Falta de visão política

Drauzio – O Butantan,
que foi um centro avançado de
pesquisa, atravessou depois fases muito difíceis. O que explica
esses maus momentos?
Willy Beçak – Infelizmente, quando as interferências
políticas se tornaram comuns nos institutos de pesquisa, muitos
cientistas foram expulsos. Embora readmitidos mais tarde, essas temporadas
de ausência e interrupções prejudicavam muito
o andamento dos trabalhos. Por isso, assim como os outros institutos
de pesquisa, até bem pouco tempo atrás, o Butantan
experimentou fases de crescimento intercaladas com períodos
de grande crise.
Drauzio – O Estado não tem verba para manter os institutos
de pesquisa funcionando a contento. O dinheiro, às vezes,
vem; às vezes, não vem. Como essa inconstância
pode interferir no futuro dessas instituições?

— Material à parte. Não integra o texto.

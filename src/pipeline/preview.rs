//! First-page previews: rasterise page 1 of a PDF via pdfium.
//!
//! pdfium is a C++ library with thread-local state, so all calls run inside
//! `spawn_blocking`. The shared library is bound at runtime; the lookup order
//! is `PDFIUM_LIB_PATH`, then the working directory, then the system library
//! path.

use crate::error::CoverError;
use crate::pipeline::encode::encode_png;
use image::DynamicImage;
use pdfium_render::prelude::*;
use std::path::{Path, PathBuf};
use tracing::{debug, info};

/// Bind to a pdfium shared library.
pub fn bind_pdfium() -> Result<Pdfium, CoverError> {
    let bindings = match std::env::var("PDFIUM_LIB_PATH") {
        Ok(path) if !path.is_empty() => {
            debug!("Binding pdfium from PDFIUM_LIB_PATH={path}");
            Pdfium::bind_to_library(&path)
        }
        _ => Pdfium::bind_to_library(Pdfium::pdfium_platform_library_name_at_path("./"))
            .or_else(|_| Pdfium::bind_to_system_library()),
    }
    .map_err(|e| CoverError::PdfiumBindingFailed(e.to_string()))?;
    Ok(Pdfium::new(bindings))
}

/// Rasterise page 1 of `pdf_path` with its longest edge capped at `max_pixels`.
pub async fn render_first_page(pdf_path: &Path, max_pixels: u32) -> Result<DynamicImage, CoverError> {
    let path = pdf_path.to_path_buf();
    tokio::task::spawn_blocking(move || render_first_page_blocking(&path, max_pixels))
        .await
        .map_err(|e| CoverError::Internal(format!("Preview task panicked: {e}")))?
}

/// Render page 1 and write it to `out_png`. Returns the pixel size.
pub async fn save_preview(
    pdf_path: &Path,
    out_png: &Path,
    max_pixels: u32,
) -> Result<(u32, u32), CoverError> {
    let image = render_first_page(pdf_path, max_pixels).await?;
    let png = encode_png(&image)?;
    let out: PathBuf = out_png.to_path_buf();
    tokio::fs::write(&out, &png)
        .await
        .map_err(|source| CoverError::OutputWriteFailed { path: out, source })?;
    info!(
        "Preview of {} written to {}",
        pdf_path.display(),
        out_png.display()
    );
    Ok((image.width(), image.height()))
}

fn render_first_page_blocking(pdf_path: &Path, max_pixels: u32) -> Result<DynamicImage, CoverError> {
    let pdfium = bind_pdfium()?;

    let document = pdfium.load_pdf_from_file(pdf_path, None).map_err(|e| {
        let detail = format!("{e:?}");
        if detail.contains("Password") || detail.contains("password") {
            CoverError::CorruptSource {
                detail: format!("'{}' is encrypted", pdf_path.display()),
            }
        } else {
            CoverError::CorruptSource {
                detail: format!("'{}': {detail}", pdf_path.display()),
            }
        }
    })?;

    let pages = document.pages();
    if pages.len() == 0 {
        return Err(CoverError::CorruptSource {
            detail: format!("'{}' has no pages", pdf_path.display()),
        });
    }

    let render_config = PdfRenderConfig::new()
        .set_target_width(max_pixels as i32)
        .set_maximum_height(max_pixels as i32);

    let page = pages.get(0).map_err(|e| CoverError::RasterisationFailed {
        page: 1,
        detail: format!("{e:?}"),
    })?;
    let bitmap = page
        .render_with_config(&render_config)
        .map_err(|e| CoverError::RasterisationFailed {
            page: 1,
            detail: format!("{e:?}"),
        })?;

    let image = bitmap.as_image();
    debug!("Rendered preview → {}x{} px", image.width(), image.height());
    Ok(image)
}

Willy Beçak - Esse é um ponto extremamente importante
e que me interessa muito. No Brasil, tanto o governo federal quanto
o estadual precisam estabelecer uma política consistente visando
ao desenvolvimento científico e tecnológico. O fato é que, às
vezes, eles aumentam ou diminuem a verba, por pressão ou condescendência,
mas lhes falta a visão de que as conquistas da ciência
são fundamentais para o progresso do país.
Os Estados Unidos, até hoje, são os que mais investem
em ciência e tecnologia. Mesmo assim, estão preocupados
com o que vai acontecer daqui a vinte anos, porque acreditam não
estar investindo o suficiente. País com essa consciência,
certamente, reconhece sua responsabilidade social no que se refere à saúde
pública, à educação e ao desenvolvimento
científico e tecnológico.
No Brasil, existe pouca preocupação com a pesquisa.
As verbas estão muito aquém das necessidades. Em São
Paulo, a FAPESP supre em parte essa deficiência, porque tem
receita própria. A meu ver, porém, é obrigação
do Estado investir maciçamente em institutos de pesquisa.
Não é exagero dizer que a contribuição
científica e tecnológica para o desenvolvimento de
novas espécies do Instituto Agronômico, fundado pelo
imperador Pedro II, há mais de cem anos, e dos institutos
Butantan e Adolfo Lutz para a saúde pública, foi fundamental
para o progresso do Estado, que deixou de ser uma província
atrasada e pequena para transformar-se no expoente que é hoje.
No entanto, se investe muito pouco para que esses institutos continuem
funcionando e em projetos de pesquisas que os tornem competitivos
internacionalmente.
Drauzio – Os americanos
investem 3% do produto nacional bruto em pesquisas científicas; a França e a Itália
menos da metade desse valor. Como conseqüência, em muitos
campos, os Estados Unidos estão anos e anos na frente da Europa.
Diante dessa perspectiva, não parece lógico que investir
em pesquisa é a única forma de assegurar uma vida melhor
para nossos filhos e netos? Que cegueira é essa que impede
nossos dirigentes de enxergarem essa realidade?
Willy Beçak – Continuo dizendo que alguns políticos
se empenham em prestigiar mais a pesquisa científica, mas
o fazem por condescendência, não porque tenham consciência
de sua importância. Parte da responsabilidade cabe a eles, é certo,
mas parte cabe a nós. A comunidade científica tem-se
isolado muito, fala intra-muros, o que está errado. Temos
que nos valer da mídia, ir ao Senado, à Câmara
dos Deputados, aos chefes de governo e insistir na importância
do apoio à pesquisa científica e tecnológica.
Cabe a nós, e à sociedade como um todo, o dever de
pressionar.
Veja o que aconteceu na França. O Instituto Pasteur de Paris
não é patrocinado apenas pelo governo. A comunidade
também está envolvida nesse trabalho. Como estava para
ser fechado por falta de verba, o povo se mobilizou e exigiu das
autoridades e das instituições que investissem para
mantê-lo funcionando. Aqui no Brasil, gasta-se tanto dinheiro à toa,
dinheiro que poderia ser aplicado em ciência e desenvolvimento.